Data to examine

▬▬▬

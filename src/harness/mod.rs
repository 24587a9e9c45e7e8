//! Verification harness
//!
//! Issues HTTP requests to the TrustyAI metric endpoints, replays inference
//! traffic against deployed models, and polls Prometheus until scheduled
//! metrics surface. Everything here distinguishes two failure modes: the
//! endpoint answered wrongly (request failure, surfaced immediately with the
//! response captured) versus the expected condition never became observable
//! (timeout, surfaced after the bounded poll).

mod inference;
mod prometheus;
mod service;

pub use inference::{send_data_to_inference_service, wait_for_modelmesh_pods_registered};
pub use prometheus::PrometheusVerifier;
pub use service::TrustyClient;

▬▬▬

Work to be completed
Everything in the listing must be returned word for word.

Problem solution
filename src/harness/mod.rs
repository 24587a9e9c45e7e8
//! Verification harness
//!
//! Issues HTTP requests to the TrustyAI metric endpoints, replays inference
//! traffic against deployed models, and polls Prometheus until scheduled
//! metrics surface. Everything here distinguishes two failure modes: the
//! endpoint answered wrongly (request failure, surfaced immediately with the
//! response captured) versus the expected condition never became observable
//! (timeout, surfaced after the bounded poll).

mod inference;
mod prometheus;
mod service;

pub use inference::{send_data_to_inference_service, wait_for_modelmesh_pods_registered};
pub use prometheus::PrometheusVerifier;
pub use service::TrustyClient;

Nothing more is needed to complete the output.